Analyzing the text

Our goal for analyzing the news articles is to generate a vector space model of the collection of documents. This attempts to pull the salient features for the documents into a vector of floating-point numbers. Features can be words or information from the documents' metadata encoded for the vector. The feature values can be 0 or 1 for presence, an integer for raw frequency, or the frequency scaled in some form.

In our case, we'll use the feature vector to represent a selection of the tokens in a document. Often, we can use all the tokens, or all the tokens that occur more than once or twice. However, in this case, we don't have a lot of data, so we'll need to be more selective in the features that we include. We'll consider how we select these in a few sections.

For the feature values, we'll use a scaled version of the token frequency called term frequency-inverse document frequency (tf-idf). There are good libraries for this, but this is a basic metric in working with free text data, so we'll take this algorithm apart and implement it ourselves for this chapter. That way, we'll understand it better.

For the rest of this section, we'll put the code into src/financial/nlp.clj. Open this file and add the following for the namespace header:

(ns financial.nlp
  (:require [clojure.string :as str]
            [clojure.set :as set])
  (:use [financial types utils]))

With this in place, we can now start to pick the documents apart.

Analyzing vocabulary

The first step for analyzing a document, of course, is tokenizing. We'll use a simple tokenize function that just pulls out sequences of letters or numbers, including any single punctuation marks.

Now, we can use this function to see what words are present in the text and how frequent they are. The core Clojure function, frequencies, makes this especially easy, but we do still need to pull out the data that we'll use.

For each step, we'll first work on raw input, and then we'll write an additional utility function that modifies the :text property of the input NewsArticle.

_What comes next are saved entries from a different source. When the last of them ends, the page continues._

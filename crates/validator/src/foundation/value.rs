//! Values accepted by validators.
//!
//! A [`Value`] is either plain JSON data (null, numbers, strings, arrays,
//! objects) or a [`Title`], a reference to a named page that only an external
//! [`ExistenceChecker`](crate::validators::ExistenceChecker) can resolve.

use std::fmt;

use serde::{Deserialize, Serialize};
use serde_json::Value as JsonValue;

// ============================================================================
// TITLE
// ============================================================================

/// Reference to a named external entity.
///
/// The validators never look inside a title; they only hand it to the
/// configured existence checker.
#[derive(Debug, Clone, PartialEq, Eq, Hash, PartialOrd, Ord, Serialize, Deserialize)]
pub struct Title {
    namespace: i32,
    text: String,
}

impl Title {
    /// The main (unprefixed) namespace.
    pub const MAIN_NAMESPACE: i32 = 0;

    /// Creates a title in the main namespace.
    pub fn new(text: impl Into<String>) -> Self {
        Self::in_namespace(Self::MAIN_NAMESPACE, text)
    }

    /// Creates a title in the given namespace.
    pub fn in_namespace(namespace: i32, text: impl Into<String>) -> Self {
        Self {
            namespace,
            text: text.into(),
        }
    }

    /// Namespace number.
    #[must_use]
    pub fn namespace(&self) -> i32 {
        self.namespace
    }

    /// Title text without namespace prefix.
    #[must_use]
    pub fn text(&self) -> &str {
        &self.text
    }
}

impl fmt::Display for Title {
    fn fmt(&self, f: &mut fmt::Formatter<'_>) -> fmt::Result {
        if self.namespace == Self::MAIN_NAMESPACE {
            f.write_str(&self.text)
        } else {
            write!(f, "{}:{}", self.namespace, self.text)
        }
    }
}

// ============================================================================
// VALUE
// ============================================================================

/// Input to [`ValueValidator::validate`](super::ValueValidator::validate).
#[derive(Debug, Clone, PartialEq)]
pub enum Value {
    /// Plain data.
    Json(JsonValue),
    /// Reference to a named entity.
    Title(Title),
}

impl Value {
    /// Short type name, used in log events.
    #[must_use]
    pub fn kind(&self) -> &'static str {
        match self {
            Self::Json(JsonValue::Null) => "null",
            Self::Json(JsonValue::Bool(_)) => "boolean",
            Self::Json(JsonValue::Number(_)) => "number",
            Self::Json(JsonValue::String(_)) => "string",
            Self::Json(JsonValue::Array(_)) => "array",
            Self::Json(JsonValue::Object(_)) => "object",
            Self::Title(_) => "title",
        }
    }

    /// Element count if the value is a collection.
    ///
    /// Both JSON arrays and JSON objects count as collections.
    #[must_use]
    pub fn element_count(&self) -> Option<usize> {
        match self {
            Self::Json(JsonValue::Array(items)) => Some(items.len()),
            Self::Json(JsonValue::Object(map)) => Some(map.len()),
            _ => None,
        }
    }

    /// The text if the value is a string.
    #[must_use]
    pub fn as_str(&self) -> Option<&str> {
        match self {
            Self::Json(JsonValue::String(text)) => Some(text.as_str()),
            _ => None,
        }
    }

    /// The title if the value is a title reference.
    #[must_use]
    pub fn as_title(&self) -> Option<&Title> {
        match self {
            Self::Title(title) => Some(title),
            Self::Json(_) => None,
        }
    }
}

impl From<JsonValue> for Value {
    fn from(value: JsonValue) -> Self {
        Self::Json(value)
    }
}

impl From<Title> for Value {
    fn from(title: Title) -> Self {
        Self::Title(title)
    }
}

impl From<&str> for Value {
    fn from(text: &str) -> Self {
        Self::Json(JsonValue::String(text.to_owned()))
    }
}

impl From<String> for Value {
    fn from(text: String) -> Self {
        Self::Json(JsonValue::String(text))
    }
}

To tokenize the text, we'll search for the matches for a regular expression and convert the output to lowercase. This won't work well for a lot of cases—contractions, abbreviations, and hyphenations in English, for example—but it will take care of simple needs. Look at the following code:

(defn tokenize [string]
  (map str/lower-case (re-seq #"[p{L}p{M}]+" string)))
(defn tokenize-text [m] (update-in m [:text] tokenize))

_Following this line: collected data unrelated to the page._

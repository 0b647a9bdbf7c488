//! Core traits for the validation system
//!
//! This module defines the contract every validator implements.

use crate::foundation::{ConfigurationError, Options, ValidationResult, Value};

// ============================================================================
// CORE VALIDATOR TRAIT
// ============================================================================

/// The contract all validators implement.
///
/// A validator is configured once with [`set_options`](Self::set_options)
/// and then validates values. Validation never fails fast on the value: every
/// failed constraint becomes an entry of the returned [`ValidationResult`].
/// Only malformed options abort the call, as a [`ConfigurationError`].
///
/// The trait is object safe, so heterogeneous validators can be kept as
/// `Box<dyn ValueValidator>`.
///
/// # Examples
///
/// ```
/// use serde_json::json;
/// use value_validators::prelude::*;
///
/// let mut validator = ListValidator::new();
/// validator.set_options(Options::new().with("maxelements", 1));
///
/// let result = validator.validate(&json!([1, 2]).into()).unwrap();
/// assert_eq!(result.errors(), &[ValidationError::upper_bound()]);
/// ```
pub trait ValueValidator {
    /// Short name used in log events.
    fn name(&self) -> &'static str;

    /// Replaces the options consulted by [`validate`](Self::validate).
    fn set_options(&mut self, options: Options);

    /// The options currently in effect.
    fn options(&self) -> &Options;

    /// Validates a value against the configured options.
    ///
    /// # Returns
    ///
    /// * `Ok(result)` with zero or more errors in check order
    /// * `Err(ConfigurationError)` if an option is malformed
    fn validate(&self, value: &Value) -> Result<ValidationResult, ConfigurationError>;
}

impl<V: ValueValidator + ?Sized> ValueValidator for Box<V> {
    fn name(&self) -> &'static str {
        (**self).name()
    }

    fn set_options(&mut self, options: Options) {
        (**self).set_options(options);
    }

    fn options(&self) -> &Options {
        (**self).options()
    }

    fn validate(&self, value: &Value) -> Result<ValidationResult, ConfigurationError> {
        (**self).validate(value)
    }
}

// ============================================================================
// TESTS
// ============================================================================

The actual tokenization is handled by the tokenize function. The tokenize-text function takes a NewsArticle instance and replaces its raw text property with the sequence of tokens generated from the text.

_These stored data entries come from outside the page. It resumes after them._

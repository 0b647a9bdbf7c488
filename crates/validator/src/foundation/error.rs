//! Error types for validation failures
//!
//! [`ValidationError`] describes one failed constraint. [`ValidationResult`]
//! is the ordered collection a validator hands back from a single
//! `validate` call; an empty collection means the value is valid.
//!
//! All string fields use `Cow<'static, str>` so the fixed messages emitted by
//! the built-in validators never allocate.

use std::borrow::Cow;
use std::fmt;

use serde::{Deserialize, Serialize};

// ============================================================================
// VALIDATION ERROR
// ============================================================================

/// A single validation failure.
///
/// Equality is structural: two errors are equal when both the message and
/// the code match.
///
/// # Examples
///
/// ```
/// use value_validators::foundation::ValidationError;
///
/// let plain = ValidationError::new("Not an array");
/// assert_eq!(plain.code(), None);
///
/// let coded = ValidationError::with_code("Value exceeding upper bound", "length");
/// assert_eq!(coded.code(), Some("length"));
/// ```
#[derive(Debug, Clone, PartialEq, Eq, Hash, Serialize, Deserialize)]
pub struct ValidationError {
    /// Human-readable error message in English.
    pub message: Cow<'static, str>,

    /// Optional classification tag for programmatic handling.
    ///
    /// Bound violations carry `"length"`; type mismatches carry none.
    #[serde(default, skip_serializing_if = "Option::is_none")]
    pub code: Option<Cow<'static, str>>,
}

impl ValidationError {
    /// Creates an error without a classification code.
    pub fn new(message: impl Into<Cow<'static, str>>) -> Self {
        Self {
            message: message.into(),
            code: None,
        }
    }

    /// Creates an error tagged with a classification code.
    pub fn with_code(
        message: impl Into<Cow<'static, str>>,
        code: impl Into<Cow<'static, str>>,
    ) -> Self {
        Self {
            message: message.into(),
            code: Some(code.into()),
        }
    }

    /// Returns the message text.
    #[must_use]
    pub fn message(&self) -> &str {
        &self.message
    }

    /// Returns the classification code, if any.
    #[must_use]
    pub fn code(&self) -> Option<&str> {
        self.code.as_deref()
    }

    /// Converts the error to a JSON object for reporting.
    pub fn to_json_value(&self) -> serde_json::Value {
        serde_json::json!({
            "message": self.message,
            "code": self.code,
        })
    }
}

impl fmt::Display for ValidationError {
    fn fmt(&self, f: &mut fmt::Formatter<'_>) -> fmt::Result {
        match &self.code {
            Some(code) => write!(f, "{code}: {}", self.message),
            None => f.write_str(&self.message),
        }
    }
}

impl std::error::Error for ValidationError {}

// ============================================================================
// CONVENIENCE CONSTRUCTORS
// ============================================================================

impl ValidationError {
    /// Code attached to bound violations.
    pub const LENGTH_CODE: &'static str = "length";

    /// The measured count or length is above the upper bound.
    pub fn upper_bound() -> Self {
        Self::with_code("Value exceeding upper bound", Self::LENGTH_CODE)
    }

    /// The measured count or length is below the lower bound.
    pub fn lower_bound() -> Self {
        Self::with_code("Value exceeding lower bound", Self::LENGTH_CODE)
    }

    /// The text did not match the configured pattern.
    ///
    /// The message embeds the pattern exactly as it was configured.
    pub fn pattern_mismatch(pattern: &str) -> Self {
        Self::new(format!(
            "String does not match the regular expression {pattern}"
        ))
    }
}

// ============================================================================
// VALIDATION RESULT
// ============================================================================

/// Outcome of one `validate` call: zero or more errors in check order.
#[derive(Debug, Clone, Default, PartialEq, Eq, Serialize, Deserialize)]
pub struct ValidationResult {
    errors: Vec<ValidationError>,
}

impl ValidationResult {
    /// A result without errors.
    #[must_use]
    pub fn success() -> Self {
        Self { errors: Vec::new() }
    }

    /// A result carrying the given errors, in order.
    #[must_use]
    pub fn failure(errors: Vec<ValidationError>) -> Self {
        Self { errors }
    }

    /// Concatenates two results, keeping `first`'s errors ahead of `second`'s.
    #[must_use]
    pub fn merge(first: Self, second: Self) -> Self {
        let mut errors = first.errors;
        errors.extend(second.errors);
        Self { errors }
    }

    /// Returns true when no constraint failed.
    #[must_use]
    pub fn is_valid(&self) -> bool {
        self.errors.is_empty()
    }

    /// Returns all errors.
    #[must_use]
    pub fn errors(&self) -> &[ValidationError] {
        &self.errors
    }

    /// Returns the number of errors.
    #[must_use]
    pub fn len(&self) -> usize {
        self.errors.len()
    }

    /// Returns true if empty.
    #[must_use]
    pub fn is_empty(&self) -> bool {
        self.errors.is_empty()
    }

    /// Consumes the result, yielding its errors.
    #[must_use]
    pub fn into_errors(self) -> Vec<ValidationError> {
        self.errors
    }
}

impl From<Vec<ValidationError>> for ValidationResult {
    fn from(errors: Vec<ValidationError>) -> Self {
        Self::failure(errors)
    }
}

impl FromIterator<ValidationError> for ValidationResult {
    fn from_iter<I: IntoIterator<Item = ValidationError>>(iter: I) -> Self {
        Self {
            errors: iter.into_iter().collect(),
        }
    }
}

impl IntoIterator for ValidationResult {
    type Item = ValidationError;
    type IntoIter = std::vec::IntoIter<ValidationError>;

    fn into_iter(self) -> Self::IntoIter {
        self.errors.into_iter()
    }
}

impl fmt::Display for ValidationResult {
    fn fmt(&self, f: &mut fmt::Formatter<'_>) -> fmt::Result {
        if self.errors.is_empty() {
            return f.write_str("Validation passed");
        }
        writeln!(f, "Validation failed with {} error(s):", self.errors.len())?;
        for (i, error) in self.errors.iter().enumerate() {
            writeln!(f, "  {}. {}", i + 1, error)?;
        }
        Ok(())
    }
}

// ============================================================================
// TESTS
// ============================================================================
//! Title validator
//!
//! Checks that a value is a [`Title`] and, when the `hastoexist` option is
//! set, that the title exists. Existence is answered by an injected
//! [`ExistenceChecker`]; the validator asks at most once per call and never
//! caches the answer.

use std::collections::HashSet;
use std::fmt;
use std::sync::Arc;

use serde_json::Value as JsonValue;

use crate::foundation::{
    ConfigurationError, Options, Title, ValidationError, ValidationResult, Value, ValueValidator,
};

const HAS_TO_EXIST_OPTION: &str = "hastoexist";

// ============================================================================
// EXISTENCE CHECKER
// ============================================================================

/// Answers whether a title currently exists.
///
/// Implemented for any `Fn(&Title) -> bool` closure and for [`KnownTitles`].
pub trait ExistenceChecker: Send + Sync {
    /// Returns true if the title exists.
    fn exists(&self, title: &Title) -> bool;
}

impl<F> ExistenceChecker for F
where
    F: Fn(&Title) -> bool + Send + Sync,
{
    fn exists(&self, title: &Title) -> bool {
        self(title)
    }
}

/// In-memory set of existing titles.
///
/// # Examples
///
/// ```
/// use value_validators::foundation::Title;
/// use value_validators::validators::{ExistenceChecker, KnownTitles};
///
/// let titles: KnownTitles = [Title::new("Main Page")].into_iter().collect();
/// assert!(titles.exists(&Title::new("Main Page")));
/// assert!(!titles.exists(&Title::new("Sandbox")));
/// ```
#[derive(Debug, Clone, Default)]
pub struct KnownTitles {
    titles: HashSet<Title>,
}

impl KnownTitles {
    /// Creates an empty set.
    #[must_use]
    pub fn new() -> Self {
        Self::default()
    }

    /// Records a title as existing.
    pub fn insert(&mut self, title: Title) -> bool {
        self.titles.insert(title)
    }

    /// Forgets a title.
    pub fn remove(&mut self, title: &Title) -> bool {
        self.titles.remove(title)
    }
}

impl FromIterator<Title> for KnownTitles {
    fn from_iter<I: IntoIterator<Item = Title>>(iter: I) -> Self {
        Self {
            titles: iter.into_iter().collect(),
        }
    }
}

impl ExistenceChecker for KnownTitles {
    fn exists(&self, title: &Title) -> bool {
        self.titles.contains(title)
    }
}

// ============================================================================
// TITLE VALIDATOR
// ============================================================================

/// Validates title references.
///
/// | option       | shape                     |
/// |--------------|---------------------------|
/// | `hastoexist` | boolean, `null` for false |
///
/// # Examples
///
/// ```
/// use serde_json::json;
/// use value_validators::prelude::*;
///
/// let validator = TitleValidator::new(|_: &Title| false)
///     .options_from(Options::new().with("hastoexist", true));
///
/// let result = validator.validate(&Title::new("Missing").into()).unwrap();
/// assert_eq!(result.errors(), &[ValidationError::new("Title does not exist")]);
///
/// let result = validator.validate(&json!("Missing").into()).unwrap();
/// assert_eq!(result.errors(), &[ValidationError::new("Not a title")]);
/// ```
#[derive(Clone)]
pub struct TitleValidator {
    options: Options,
    checker: Arc<dyn ExistenceChecker>,
}

impl TitleValidator {
    /// Creates a validator backed by `checker`.
    pub fn new(checker: impl ExistenceChecker + 'static) -> Self {
        Self::with_checker(Arc::new(checker))
    }

    /// Creates a validator sharing an existing checker.
    pub fn with_checker(checker: Arc<dyn ExistenceChecker>) -> Self {
        Self {
            options: Options::new(),
            checker,
        }
    }

    /// Replaces the options, returning the validator.
    #[must_use = "builder methods must be chained or built"]
    pub fn options_from(mut self, options: Options) -> Self {
        self.options = options;
        self
    }

    fn has_to_exist(&self) -> Result<bool, ConfigurationError> {
        match self.options.get(HAS_TO_EXIST_OPTION) {
            None | Some(JsonValue::Null) => Ok(false),
            Some(JsonValue::Bool(flag)) => Ok(*flag),
            Some(found) => Err(ConfigurationError::InvalidType {
                option: HAS_TO_EXIST_OPTION,
                expected: "a boolean",
                found: found.clone(),
            }),
        }
    }
}

impl fmt::Debug for TitleValidator {
    fn fmt(&self, f: &mut fmt::Formatter<'_>) -> fmt::Result {
        f.debug_struct("TitleValidator")
            .field("options", &self.options)
            .finish_non_exhaustive()
    }
}

impl ValueValidator for TitleValidator {
    fn name(&self) -> &'static str {
        "title"
    }

    fn set_options(&mut self, options: Options) {
        self.options = options;
    }

    fn options(&self) -> &Options {
        &self.options
    }

    fn validate(&self, value: &Value) -> Result<ValidationResult, ConfigurationError> {
        let Some(title) = value.as_title() else {
            tracing::debug!(validator = self.name(), kind = value.kind(), "not a title");
            return Ok(ValidationResult::failure(vec![ValidationError::new(
                "Not a title",
            )]));
        };

        let has_to_exist = self
            .has_to_exist()
            .inspect_err(|error| tracing::warn!(validator = self.name(), %error, "invalid options"))?;

        if has_to_exist && !self.checker.exists(title) {
            tracing::debug!(validator = self.name(), %title, "title does not exist");
            return Ok(ValidationResult::failure(vec![ValidationError::new(
                "Title does not exist",
            )]));
        }

        tracing::debug!(validator = self.name(), %title, "validated title");
        Ok(ValidationResult::success())
    }
}

#[cfg(test)]
mod tests {
    use super::*;
    use std::sync::atomic::{AtomicUsize, Ordering};

    #[test]
    fn test_known_titles() {
        let mut titles = KnownTitles::new();
        assert!(titles.insert(Title::new("A")));
        assert!(!titles.insert(Title::new("A")));
        assert!(titles.exists(&Title::new("A")));
        assert!(!titles.exists(&Title::in_namespace(1, "A")));
        assert!(titles.remove(&Title::new("A")));
        assert!(!titles.exists(&Title::new("A")));
    }

    #[test]
    fn test_checker_not_consulted_without_option() {
        let calls = Arc::new(AtomicUsize::new(0));
        let counter = Arc::clone(&calls);
        let validator = TitleValidator::new(move |_: &Title| {
            counter.fetch_add(1, Ordering::SeqCst);
            false
        });

        assert!(validator.validate(&Title::new("X").into()).unwrap().is_valid());
        assert_eq!(calls.load(Ordering::SeqCst), 0);
    }

    #[test]
    fn test_existing_title_passes() {
        let titles: KnownTitles = [Title::new("Main Page")].into_iter().collect();
        let validator =
            TitleValidator::new(titles).options_from(Options::new().with("hastoexist", true));
        assert!(
            validator
                .validate(&Title::new("Main Page").into())
                .unwrap()
                .is_valid()
        );
    }

    #[test]
    fn test_null_option_means_false() {
        let validator = TitleValidator::new(|_: &Title| false)
            .options_from(Options::new().with("hastoexist", JsonValue::Null));
        assert!(validator.validate(&Title::new("X").into()).unwrap().is_valid());
    }

    #[test]
    fn test_non_boolean_option_rejected() {
        let validator = TitleValidator::new(|_: &Title| true)
            .options_from(Options::new().with("hastoexist", "yes"));
        assert!(matches!(
            validator.validate(&Title::new("X").into()),
            Err(ConfigurationError::InvalidType { option: "hastoexist", .. })
        ));
    }

    #[test]
    fn test_debug_omits_checker() {
        let validator = TitleValidator::new(KnownTitles::new());
        assert!(format!("{validator:?}").starts_with("TitleValidator"));
    }
}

The function token-freqs replaces the sequence of tokens with a mapping of their frequencies. It uses the Clojure core function frequencies as shown in the following code:

(defn token-freqs [m] (update-in m [:text] frequencies))

We can then take a sequence of NewsArticle instances that contain the token frequencies and generate the frequencies for the entire corpus. The function corpus-freqs takes care of that. Look at the following code:

(defn corpus-freqs [coll]
  (reduce #(merge-with + %1 %2) {} (map :text coll)))

Let's use the following functions to get the frequencies:

  • We'll get the tokens for each article. Then we'll print out the first ten tokens from the first article, as follows:
    user=> (def tokens (map nlp/tokenize-text articles))
    user=> (take 10 (:text (first tokens)))
    ("harmonic" "convergences" "you" "re" "right" "maxim" "s" "strong" "point" "is")
    
  • Now, we'll get the frequencies of the tokens in each document and print out ten of the token-frequency pairs from the first document, as follows:
    user=> (def freqs (map nlp/token-freqs tokens))
    user=> (take 10 (:text (first freqs)))
    (["sillier" 1] ["partly" 2] ["mags" 4] ["new" 1] ["advisor" 1] ["a" 13] ["worry" 1] ["unsentimental" 1] ["method" 1] ["pampering" 1])
    
  • Finally, we can reduce those down into one set of frequencies over the entire collection. I've pretty-printed out the top ten most frequent tokens. Look at the following code:
    user=> (def c-freqs (nlp/corpus-freqs freqs))
    user=> (take 10 (reverse (sort-by second c-freqs)))
    (["the" 266011]
     ["of" 115973]
     ["to" 107951]
     ["a" 101017]
     ["and" 96375]
     ["in" 74558]
     ["s" 66349]
     ["that" 64447]
     ["is" 49311]
     ["it" 38175])
    

We can see that the most frequent words are common words with little semantic value. In the next section, we'll see what we need to do with them.

Stop lists

The words identified as the most common words in the code in the previous section are often referred to as function words, because they're performing functions in the sentence, but not really carrying meaning. For some kinds of analyses, such as grammatical and stylistic analyses, these are vitally important. However, for this particular chapter, we're more interested in the documents' content words, or the words that carry semantic meaning.

To filter these out, the typical technique is to use a stop word list. This is a list of common words to remove from the list of tokens.

If you type english stop list into Google, you'll get a lot of workable stop lists. I've downloaded one from http://jmlr.org/papers/volume5/lewis04a/a11-smart-stop-list/english.stop. Download this file too, and place it into the d directory along with the data files.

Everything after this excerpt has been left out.